The problem is that when someone is exposed as an abuser people fall over themselves to re-remember what they thought of them, not wanting to be counted among those who were fooled. And so we build up a picture of the abuser in which it now seems obvious that they were what they were exposed to be. But this is a dangerous retro fitting of the imagination.
A man such as Bishop Peter Ball, for instance, was widely recognised during his public ministry as a man of great virtue. In 2015, he was sentenced to 32 months imprisonment after admitting the abuse of 18 young men over a period of 15 years. So now Peter Ball is remembered as a nasty creepy paedophile. And, of course, he was. But this picture of him doesn’t help us discover the people who are like that and currently operating in the church. He was perceived as a remarkably holy person – which is why the then Archbishop, George Carey, failed to believe the accusations of abuse against him and why Prince Charles could write to the bishop saying: “I wish I could do more. I feel so desperately strongly about the monstrous wrongs that have been done to you and the way you have been treated.”

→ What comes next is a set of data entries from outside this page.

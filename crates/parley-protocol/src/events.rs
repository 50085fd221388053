//! Event types for the Parley protocol.
//!
//! Inbound and outbound events are closed tagged unions: the `type` field of
//! the JSON object names the variant, and each variant lists exactly the
//! fields it needs. Field names follow the browser client (`userId`,
//! `roomId`, `userCount`, ...).

use chrono::{DateTime, Utc};
use serde::{Deserialize, Serialize};

/// Fixed-width RFC 3339 timestamps (UTC, microseconds), so that the text
/// sorts in time order.
mod timestamp {
    use chrono::{DateTime, SecondsFormat, Utc};
    use serde::Serializer;

    pub fn serialize<S: Serializer>(value: &DateTime<Utc>, serializer: S) -> Result<S::Ok, S::Error> {
        serializer.serialize_str(&value.to_rfc3339_opts(SecondsFormat::Micros, true))
    }
}

/// An event sent by a client.
#[derive(Debug, Clone, PartialEq, Serialize, Deserialize)]
#[serde(tag = "type", rename_all = "snake_case")]
pub enum ClientEvent {
    /// Bind this connection to a user identity.
    UserConnect {
        /// Client-chosen user identifier.
        #[serde(rename = "userId")]
        user_id: String,
        /// Display name.
        username: String,
    },

    /// Ask for the current room list.
    GetRooms,

    /// Create a new room.
    CreateRoom {
        /// Room name.
        name: String,
        /// Optional room description.
        #[serde(default, skip_serializing_if = "Option::is_none")]
        description: Option<String>,
        /// Whether the room is private.
        #[serde(default, rename = "private", skip_serializing_if = "Option::is_none")]
        is_private: Option<bool>,
    },

    /// Join a room, leaving the current one if any.
    JoinRoom {
        /// Room to join.
        #[serde(rename = "roomId")]
        room_id: String,
    },

    /// Leave the current room.
    LeaveRoom,

    /// Post a message to the current room.
    SendMessage {
        /// Message text.
        #[serde(rename = "message")]
        content: String,
    },

    /// Change the display name.
    UpdateUsername {
        /// New display name.
        username: String,
    },
}

impl ClientEvent {
    /// Get the wire name of this event kind.
    #[must_use]
    pub fn kind(&self) -> &'static str {
        match self {
            ClientEvent::UserConnect { .. } => "user_connect",
            ClientEvent::GetRooms => "get_rooms",
            ClientEvent::CreateRoom { .. } => "create_room",
            ClientEvent::JoinRoom { .. } => "join_room",
            ClientEvent::LeaveRoom => "leave_room",
            ClientEvent::SendMessage { .. } => "send_message",
            ClientEvent::UpdateUsername { .. } => "update_username",
        }
    }

    /// Create a new UserConnect event.
    #[must_use]
    pub fn user_connect(user_id: impl Into<String>, username: impl Into<String>) -> Self {
        ClientEvent::UserConnect {
            user_id: user_id.into(),
            username: username.into(),
        }
    }

    /// Create a new CreateRoom event with no description.
    #[must_use]
    pub fn create_room(name: impl Into<String>, is_private: bool) -> Self {
        ClientEvent::CreateRoom {
            name: name.into(),
            description: None,
            is_private: Some(is_private),
        }
    }

    /// Create a new JoinRoom event.
    #[must_use]
    pub fn join_room(room_id: impl Into<String>) -> Self {
        ClientEvent::JoinRoom {
            room_id: room_id.into(),
        }
    }

    /// Create a new SendMessage event.
    #[must_use]
    pub fn send_message(content: impl Into<String>) -> Self {
        ClientEvent::SendMessage {
            content: content.into(),
        }
    }

    /// Create a new UpdateUsername event.
    #[must_use]
    pub fn update_username(username: impl Into<String>) -> Self {
        ClientEvent::UpdateUsername {
            username: username.into(),
        }
    }
}

/// Room entry in a `rooms_list` event.
#[derive(Debug, Clone, PartialEq, Serialize, Deserialize)]
pub struct RoomSummary {
    pub id: String,
    pub name: String,
    pub description: String,
    #[serde(rename = "private")]
    pub is_private: bool,
    /// Number of current members.
    #[serde(rename = "userCount")]
    pub user_count: usize,
}

/// Room descriptor in a `room_created` event.
#[derive(Debug, Clone, PartialEq, Serialize, Deserialize)]
pub struct RoomInfo {
    pub id: String,
    pub name: String,
    pub description: String,
    #[serde(rename = "private")]
    pub is_private: bool,
}

/// Room descriptor in a `room_joined` event.
#[derive(Debug, Clone, PartialEq, Serialize, Deserialize)]
pub struct RoomDetails {
    pub id: String,
    pub name: String,
    pub description: String,
    #[serde(rename = "private")]
    pub is_private: bool,
    #[serde(serialize_with = "timestamp::serialize")]
    pub created_at: DateTime<Utc>,
}

/// A chat message as seen by clients.
#[derive(Debug, Clone, PartialEq, Serialize, Deserialize)]
pub struct MessageView {
    pub id: String,
    #[serde(rename = "userId")]
    pub user_id: String,
    /// Display name of the author at send time.
    pub username: String,
    pub content: String,
    #[serde(serialize_with = "timestamp::serialize")]
    pub timestamp: DateTime<Utc>,
}

/// An event sent by the hub.
#[derive(Debug, Clone, PartialEq, Serialize, Deserialize)]
#[serde(tag = "type", rename_all = "snake_case")]
pub enum ServerEvent {
    /// All rooms with their member counts.
    RoomsList { rooms: Vec<RoomSummary> },

    /// A room was created by the recipient.
    RoomCreated { room: RoomInfo },

    /// Snapshot sent to a user who just joined a room.
    RoomJoined {
        room: RoomDetails,
        /// Recent history, oldest first.
        messages: Vec<MessageView>,
        /// Member display names.
        users: Vec<String>,
    },

    /// Another user joined the recipient's room.
    UserJoined { username: String, users: Vec<String> },

    /// The recipient left its room.
    RoomLeft,

    /// Another user left the recipient's room.
    UserLeft { username: String, users: Vec<String> },

    /// A message was posted to the recipient's room.
    NewMessage { message: MessageView },

    /// Another member of the recipient's room changed display name.
    UserRenamed {
        #[serde(rename = "oldUsername")]
        old_username: String,
        username: String,
        users: Vec<String>,
    },
}

impl ServerEvent {
    /// Get the wire name of this event kind.
    #[must_use]
    pub fn kind(&self) -> &'static str {
        match self {
            ServerEvent::RoomsList { .. } => "rooms_list",
            ServerEvent::RoomCreated { .. } => "room_created",
            ServerEvent::RoomJoined { .. } => "room_joined",
            ServerEvent::UserJoined { .. } => "user_joined",
            ServerEvent::RoomLeft => "room_left",
            ServerEvent::UserLeft { .. } => "user_left",
            ServerEvent::NewMessage { .. } => "new_message",
            ServerEvent::UserRenamed { .. } => "user_renamed",
        }
    }
}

If we simply dismiss such sentiments as the establishment looking after itself, we will miss the way in which paedophiles not only were, but continue to be, highly plausible. To speak of a cover up is a form of self-comforting delusion. The truth is much more disturbing. People really did genuinely believe that Ball was a man of great virtue. And we may well believe that about some of the abusers currently operating within the church.
The report is correct to advise that ultimate responsibility for Safeguarding should be taken away from bishops. The pastoral responsibility that bishops have for their clergy presents a conflict of interest when it comes to the need to weed out clerical abusers. The power and responsibility for safeguarding has to be an independent matter – but not as a way for trust in the church to be re-established. Abuse often takes place when we trust too much, too indiscriminately.

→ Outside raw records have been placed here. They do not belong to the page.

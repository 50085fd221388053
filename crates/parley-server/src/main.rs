//! # Parley Server
//!
//! Multi-room presence and chat hub over WebSocket.
//!
//! ## Usage
//!
//! ```bash
//! # Run with default settings
//! parley
//!
//! # Run with a config file in the working directory
//! cp parley.example.toml parley.toml && parley
//!
//! # Run with environment variables
//! PARLEY_PORT=8080 PARLEY_HOST=0.0.0.0 parley
//! ```

mod config;
mod handlers;
mod metrics;

use anyhow::Result;
use tracing_subscriber::{layer::SubscriberExt, util::SubscriberInitExt};

#[tokio::main]
async fn main() -> Result<()> {
    tracing_subscriber::registry()
        .with(
            tracing_subscriber::EnvFilter::try_from_default_env()
                .unwrap_or_else(|_| "parley=debug,tower_http=debug".into()),
        )
        .with(tracing_subscriber::fmt::layer())
        .init();

    let config = config::Config::load()?;

    tracing::info!("Starting Parley server on {}:{}", config.host, config.port);

    metrics::init_metrics();

    handlers::run_server(config).await?;

    Ok(())
}
//! Live connection handles keyed by user.
//!
//! The registry is a pure delivery primitive: it knows which handle currently
//! speaks for a user id and nothing about rooms. Delivery is best-effort and
//! at-most-once. Each handle feeds a bounded queue. A handle whose receiving
//! side is gone, or whose queue is full because the peer stopped reading, is
//! dropped from the registry on the first failed send and reported as a
//! casualty, so the hub can run the same teardown it runs for a closed socket.

use dashmap::DashMap;
use std::fmt;
use std::sync::atomic::{AtomicU64, Ordering};
use std::sync::{Arc, Mutex, PoisonError};
use tokio::sync::mpsc;
use tokio::sync::mpsc::error::TrySendError;
use tracing::{debug, trace};

use crate::UserId;

/// An encoded outbound frame, shared between all recipients of a broadcast.
pub type Frame = Arc<str>;

/// Default outbound queue capacity per connection.
pub const DEFAULT_OUTBOUND_QUEUE: usize = 1024;

static CONNECTION_COUNTER: AtomicU64 = AtomicU64::new(1);

/// Unique identifier for a connection.
#[derive(Debug, Clone, PartialEq, Eq, Hash)]
pub struct ConnectionId(String);

impl ConnectionId {
    /// Create a new connection ID.
    #[must_use]
    pub fn new(id: impl Into<String>) -> Self {
        Self(id.into())
    }

    /// Generate a process-unique connection ID.
    #[must_use]
    pub fn generate() -> Self {
        let n = CONNECTION_COUNTER.fetch_add(1, Ordering::Relaxed);
        Self(format!("conn_{:x}", n))
    }

    /// Get the ID as a string slice.
    #[must_use]
    pub fn as_str(&self) -> &str {
        &self.0
    }
}

impl fmt::Display for ConnectionId {
    fn fmt(&self, f: &mut fmt::Formatter<'_>) -> fmt::Result {
        write!(f, "{}", self.0)
    }
}

impl From<&str> for ConnectionId {
    fn from(s: &str) -> Self {
        Self(s.to_string())
    }
}

/// The sending half of one connection's outbound queue.
#[derive(Debug, Clone)]
pub struct ConnectionHandle {
    id: ConnectionId,
    tx: mpsc::Sender<Frame>,
}

impl ConnectionHandle {
    /// Create a handle and the receiver its socket writer drains.
    ///
    /// The queue holds at most `capacity` frames (at least one).
    #[must_use]
    pub fn new(id: ConnectionId, capacity: usize) -> (Self, mpsc::Receiver<Frame>) {
        let (tx, rx) = mpsc::channel(capacity.max(1));
        (Self { id, tx }, rx)
    }

    /// Create a handle with a generated connection ID and the default capacity.
    #[must_use]
    pub fn channel() -> (Self, mpsc::Receiver<Frame>) {
        Self::with_capacity(DEFAULT_OUTBOUND_QUEUE)
    }

    /// Create a handle with a generated connection ID.
    #[must_use]
    pub fn with_capacity(capacity: usize) -> (Self, mpsc::Receiver<Frame>) {
        Self::new(ConnectionId::generate(), capacity)
    }

    /// Get the connection ID.
    #[must_use]
    pub fn id(&self) -> &ConnectionId {
        &self.id
    }

    /// Queue a frame without waiting.
    ///
    /// Returns `false` if the queue is full or the receiving side is gone.
    pub fn send(&self, frame: Frame) -> bool {
        match self.tx.try_send(frame) {
            Ok(()) => true,
            Err(TrySendError::Full(_)) => {
                debug!(connection = %self.id, "Outbound queue full");
                false
            }
            Err(TrySendError::Closed(_)) => false,
        }
    }

    /// Check if the receiving side is gone.
    #[must_use]
    pub fn is_closed(&self) -> bool {
        self.tx.is_closed()
    }
}

/// Registry of live connection handles.
#[derive(Debug, Default)]
pub struct ConnectionRegistry {
    handles: DashMap<UserId, ConnectionHandle>,
    /// Users whose handle failed during delivery and still need teardown.
    casualties: Mutex<Vec<(UserId, ConnectionId)>>,
}

impl ConnectionRegistry {
    /// Create an empty registry.
    #[must_use]
    pub fn new() -> Self {
        Self::default()
    }

    /// Bind a handle to a user, replacing any previous handle.
    ///
    /// Returns the displaced handle, if any. It is not closed here.
    pub fn register(&self, user_id: &str, handle: ConnectionHandle) -> Option<ConnectionHandle> {
        debug!(user = %user_id, connection = %handle.id(), "Registered connection");
        self.handles.insert(user_id.to_string(), handle)
    }

    /// Remove a user's handle.
    ///
    /// Returns `true` if an entry existed.
    pub fn unregister(&self, user_id: &str) -> bool {
        let removed = self.handles.remove(user_id).is_some();
        if removed {
            debug!(user = %user_id, "Unregistered connection");
        }
        removed
    }

    /// Remove a user's handle only if it belongs to `connection_id`.
    ///
    /// Returns `true` if an entry was removed.
    pub fn unregister_connection(&self, user_id: &str, connection_id: &ConnectionId) -> bool {
        let removed = self
            .handles
            .remove_if(user_id, |_, handle| handle.id() == connection_id)
            .is_some();
        if removed {
            debug!(user = %user_id, connection = %connection_id, "Unregistered connection");
        }
        removed
    }

    /// Deliver a frame to a user's current handle.
    ///
    /// Missing users are ignored. A failed send unregisters the handle and
    /// records the user as a casualty; the failure never reaches the caller.
    pub fn send_to(&self, user_id: &str, frame: &Frame) {
        // Clone out of the map so the shard lock is released before removal.
        let Some(handle) = self.handles.get(user_id).map(|h| h.value().clone()) else {
            trace!(user = %user_id, "Send to unregistered user");
            return;
        };

        if handle.send(Arc::clone(frame)) {
            trace!(user = %user_id, "Delivered frame");
            return;
        }

        debug!(user = %user_id, connection = %handle.id(), "Delivery failed, dropping handle");
        if self.unregister_connection(user_id, handle.id()) {
            self.casualties
                .lock()
                .unwrap_or_else(PoisonError::into_inner)
                .push((user_id.to_string(), handle.id().clone()));
        }
    }

    /// Drain the users whose handles failed since the last call.
    pub fn take_casualties(&self) -> Vec<(UserId, ConnectionId)> {
        std::mem::take(&mut *self.casualties.lock().unwrap_or_else(PoisonError::into_inner))
    }

    /// Get the connection currently bound to a user.
    #[must_use]
    pub fn connection_id(&self, user_id: &str) -> Option<ConnectionId> {
        self.handles.get(user_id).map(|h| h.id().clone())
    }

    /// Check if a user has a registered handle.
    #[must_use]
    pub fn is_connected(&self, user_id: &str) -> bool {
        self.handles.contains_key(user_id)
    }

    /// Get the number of registered handles.
    #[must_use]
    pub fn len(&self) -> usize {
        self.handles.len()
    }

    /// Check if no handles are registered.
    #[must_use]
    pub fn is_empty(&self) -> bool {
        self.handles.is_empty()
    }
}

#[cfg(test)]
mod tests {
    use super::*;

    fn frame(text: &str) -> Frame {
        Arc::from(text)
    }

    #[test]
    fn test_connection_id_generation() {
        let id1 = ConnectionId::generate();
        let id2 = ConnectionId::generate();
        assert_ne!(id1, id2);
        assert!(id1.as_str().starts_with("conn_"));
    }

    #[test]
    fn test_register_and_send() {
        let registry = ConnectionRegistry::new();
        let (handle, mut rx) = ConnectionHandle::channel();

        assert!(registry.register("alice", handle).is_none());
        assert!(registry.is_connected("alice"));

        registry.send_to("alice", &frame("hello"));
        assert_eq!(&*rx.try_recv().unwrap(), "hello");
    }

    #[test]
    fn test_register_replaces_previous_handle() {
        let registry = ConnectionRegistry::new();
        let (first, mut first_rx) = ConnectionHandle::channel();
        let (second, mut second_rx) = ConnectionHandle::channel();
        let first_id = first.id().clone();

        registry.register("alice", first);
        let displaced = registry.register("alice", second).unwrap();
        assert_eq!(displaced.id(), &first_id);
        assert_eq!(registry.len(), 1);

        registry.send_to("alice", &frame("x"));
        assert!(first_rx.try_recv().is_err());
        assert!(second_rx.try_recv().is_ok());
    }

    #[test]
    fn test_unregister() {
        let registry = ConnectionRegistry::new();
        let (handle, _rx) = ConnectionHandle::channel();
        registry.register("alice", handle);

        assert!(registry.unregister("alice"));
        assert!(!registry.unregister("alice"));
        assert!(registry.is_empty());
    }

    #[test]
    fn test_unregister_connection_ignores_other_connections() {
        let registry = ConnectionRegistry::new();
        let (old, _old_rx) = ConnectionHandle::channel();
        let (new, _new_rx) = ConnectionHandle::channel();
        let old_id = old.id().clone();
        let new_id = new.id().clone();

        registry.register("alice", old);
        registry.register("alice", new);

        assert!(!registry.unregister_connection("alice", &old_id));
        assert_eq!(registry.connection_id("alice"), Some(new_id.clone()));
        assert!(registry.unregister_connection("alice", &new_id));
    }

    #[test]
    fn test_full_queue_unregisters_and_records_casualty() {
        let registry = ConnectionRegistry::new();
        let (handle, mut rx) = ConnectionHandle::with_capacity(2);
        let id = handle.id().clone();
        registry.register("alice", handle);

        registry.send_to("alice", &frame("one"));
        registry.send_to("alice", &frame("two"));
        assert!(registry.is_connected("alice"));
        assert!(registry.take_casualties().is_empty());

        // The peer stopped reading; the third frame does not fit.
        registry.send_to("alice", &frame("three"));

        assert!(!registry.is_connected("alice"));
        assert_eq!(registry.take_casualties(), vec![("alice".to_string(), id)]);

        // Queued frames are still drained, then the queue reports closed.
        assert_eq!(&*rx.try_recv().unwrap(), "one");
        assert_eq!(&*rx.try_recv().unwrap(), "two");
        assert!(matches!(
            rx.try_recv(),
            Err(mpsc::error::TryRecvError::Disconnected)
        ));
    }

    #[test]
    fn test_send_to_missing_user_is_silent() {
        let registry = ConnectionRegistry::new();
        registry.send_to("nobody", &frame("x"));
        assert!(registry.take_casualties().is_empty());
    }

    #[test]
    fn test_failed_send_unregisters_and_records_casualty() {
        let registry = ConnectionRegistry::new();
        let (handle, rx) = ConnectionHandle::channel();
        let id = handle.id().clone();
        registry.register("alice", handle);
        drop(rx);

        registry.send_to("alice", &frame("x"));

        assert!(!registry.is_connected("alice"));
        assert_eq!(registry.take_casualties(), vec![("alice".to_string(), id)]);
        assert!(registry.take_casualties().is_empty());
    }
}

The language of love and forgiveness must not be diminished by all of this. That is the church’s core message – yes, even for abusers. But some acts of forgiveness are above our pay grade and reserved for God alone. The Peter Balls of this world will also have to face the judgment of God. But this side of the last judgment, it is the church’s job to protect the vulnerable. And that requires us to have a more clear-eyed assessment that, notwithstanding the commandment to love and forgive each other, sin also exists as much within the church as it does elsewhere.
The need to root out evil is always a work in progress. Let us not tell ourselves that things are better, even if they may be. Let us not be confident we now have the right tools the address this issue. The enemy is always among us.